= What the exercise asks =
Copy out every line of the records where the string "struct" occurs.

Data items

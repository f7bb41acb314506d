//! The user resource controller.
//!
//! Each operation maps a request onto the store and decides the outcome:
//! a page to render, a redirect, or a negotiated representation, plus any
//! notices to show. Expected failures (unknown id, invalid input) become
//! outcomes here; store faults and unreadable bodies are returned as
//! [`UserError`] for the HTTP boundary to report.

use axum::http::StatusCode;
use axum_helpers::{Flash, Format, Level, Payload};
use std::sync::Arc;

use crate::error::{UserError, UserResult};
use crate::models::{User, UserParams};
use crate::store::{StoreError, UserStore};
use crate::views::{FormView, IndexView, Page, ShowView};

pub const USERS_PATH: &str = "/users";
pub const USERS_INDEX_PATH: &str = "/users/";
pub const HOME_PATH: &str = "/";

pub const LOAD_FAILED: &str = "Users could not be loaded.";
pub const NOT_FOUND: &str = "User not found !";
pub const CREATED: &str = "User was created successfully";
pub const UPDATED: &str = "User was updated successfully";
pub const DESTROYED: &str = "User was destroyed successfully";

#[derive(Debug, Clone, PartialEq)]
pub enum Directive {
    Render { status: StatusCode, page: Page },
    Redirect { status: StatusCode, location: &'static str },
    /// Respond with `user` in whichever format the client prefers.
    Negotiate { status: StatusCode, user: User },
}

/// Outcome of one operation: what to send and the notices raised on the
/// way.
#[derive(Debug, Clone, PartialEq)]
pub struct Reply {
    pub directive: Directive,
    pub flash: Flash,
}

impl Reply {
    fn new(directive: Directive) -> Self {
        Self {
            directive,
            flash: Flash::new(),
        }
    }

    fn render(status: StatusCode, page: Page) -> Self {
        Self::new(Directive::Render { status, page })
    }

    fn redirect(status: StatusCode, location: &'static str) -> Self {
        Self::new(Directive::Redirect { status, location })
    }

    fn with_notice(mut self, level: Level, message: &str) -> Self {
        self.flash.add(level, message);
        self
    }

    pub fn status(&self) -> StatusCode {
        match &self.directive {
            Directive::Render { status, .. }
            | Directive::Redirect { status, .. }
            | Directive::Negotiate { status, .. } => *status,
        }
    }
}

pub struct UserController<S> {
    store: Arc<S>,
    destroy_formats: Vec<Format>,
}

impl<S> Clone for UserController<S> {
    fn clone(&self) -> Self {
        Self {
            store: Arc::clone(&self.store),
            destroy_formats: self.destroy_formats.clone(),
        }
    }
}

impl<S: UserStore> UserController<S> {
    pub fn new(store: S) -> Self {
        Self::from_arc(Arc::new(store))
    }

    pub fn from_arc(store: Arc<S>) -> Self {
        Self {
            store,
            destroy_formats: vec![Format::Html, Format::Json],
        }
    }

    /// Formats Destroy may answer with, most preferred first. An empty list
    /// keeps the current setting.
    pub fn with_destroy_formats(mut self, formats: impl Into<Vec<Format>>) -> Self {
        let formats = formats.into();
        if !formats.is_empty() {
            self.destroy_formats = formats;
        }
        self
    }

    pub fn destroy_formats(&self) -> &[Format] {
        &self.destroy_formats
    }

    pub fn store(&self) -> &S {
        &self.store
    }

    fn not_found() -> Reply {
        tracing::debug!("User not found, redirecting to the index");
        Reply::redirect(StatusCode::MOVED_PERMANENTLY, USERS_PATH)
            .with_notice(Level::Warning, NOT_FOUND)
    }

    async fn find(&self, id: &str) -> UserResult<User> {
        match self.store.find(id).await {
            Ok(user) => Ok(user),
            Err(StoreError::NotFound(_)) => Err(UserError::NotFound(id.to_string())),
            Err(e) => Err(UserError::storage("finding user", e)),
        }
    }

    #[tracing::instrument(skip(self))]
    pub async fn index(&self) -> UserResult<Reply> {
        match self.store.all().await {
            Ok(users) => Ok(Reply::render(
                StatusCode::OK,
                Page::Index(IndexView { users }),
            )),
            Err(e) => {
                tracing::error!(error = %e, "Failed to load users");
                Ok(Reply::redirect(StatusCode::MOVED_PERMANENTLY, HOME_PATH)
                    .with_notice(Level::Error, LOAD_FAILED))
            }
        }
    }

    #[tracing::instrument(skip(self))]
    pub async fn new_form(&self) -> UserResult<Reply> {
        Ok(Reply::render(
            StatusCode::OK,
            Page::New(FormView::blank(User::default())),
        ))
    }

    #[tracing::instrument(skip(self, payload))]
    pub async fn create(&self, payload: &Payload) -> UserResult<Reply> {
        let params: UserParams = payload.bind()?;
        let mut user = User::from(params);

        let errors = self
            .store
            .validate_and_create(&mut user)
            .await
            .map_err(|e| UserError::storage("creating user", e))?;

        if errors.has_any() {
            tracing::info!(errors = errors.len(), "Rejected invalid user");
            return Ok(Reply::render(
                StatusCode::UNPROCESSABLE_ENTITY,
                Page::New(FormView { user, errors }),
            ));
        }

        Ok(Reply::redirect(StatusCode::FOUND, USERS_INDEX_PATH)
            .with_notice(Level::Success, CREATED))
    }

    #[tracing::instrument(skip(self))]
    pub async fn show(&self, id: &str) -> UserResult<Reply> {
        let user = match self.find(id).await {
            Ok(user) => user,
            Err(UserError::NotFound(_)) => return Ok(Self::not_found()),
            Err(e) => return Err(e),
        };

        Ok(Reply::render(StatusCode::OK, Page::Show(ShowView { user })))
    }

    #[tracing::instrument(skip(self))]
    pub async fn edit(&self, id: &str) -> UserResult<Reply> {
        let user = match self.find(id).await {
            Ok(user) => user,
            Err(UserError::NotFound(_)) => return Ok(Self::not_found()),
            Err(e) => return Err(e),
        };

        Ok(Reply::render(
            StatusCode::OK,
            Page::Edit(FormView::blank(user)),
        ))
    }

    /// The lookup comes first: an unknown id redirects even when the body
    /// is unreadable.
    #[tracing::instrument(skip(self, payload))]
    pub async fn update(&self, id: &str, payload: &Payload) -> UserResult<Reply> {
        let mut user = match self.find(id).await {
            Ok(user) => user,
            Err(UserError::NotFound(_)) => return Ok(Self::not_found()),
            Err(e) => return Err(e),
        };

        let params: UserParams = payload.bind()?;
        user.apply(params);

        let errors = match self.store.validate_and_save(&mut user).await {
            Ok(errors) => errors,
            // Deleted between the lookup and the save.
            Err(StoreError::NotFound(_)) => return Ok(Self::not_found()),
            Err(e) => return Err(UserError::storage("updating user", e)),
        };

        if errors.has_any() {
            tracing::info!(errors = errors.len(), "Rejected invalid update");
            return Ok(Reply::render(
                StatusCode::UNPROCESSABLE_ENTITY,
                Page::Edit(FormView { user, errors }),
            ));
        }

        Ok(Reply::redirect(StatusCode::FOUND, USERS_INDEX_PATH)
            .with_notice(Level::Success, UPDATED))
    }

    #[tracing::instrument(skip(self))]
    pub async fn destroy(&self, id: &str) -> UserResult<Reply> {
        let user = match self.find(id).await {
            Ok(user) => user,
            Err(UserError::NotFound(_)) => return Ok(Self::not_found()),
            Err(e) => return Err(e),
        };

        match self.store.destroy(&user).await {
            Ok(()) => {}
            Err(StoreError::NotFound(_)) => return Ok(Self::not_found()),
            Err(e) => return Err(UserError::storage("destroying user", e)),
        }

        Ok(Reply::new(Directive::Negotiate {
            status: StatusCode::OK,
            user,
        })
        .with_notice(Level::Success, DESTROYED))
    }
}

= The answer =
pub struct Reply {
pub struct UserController<S> {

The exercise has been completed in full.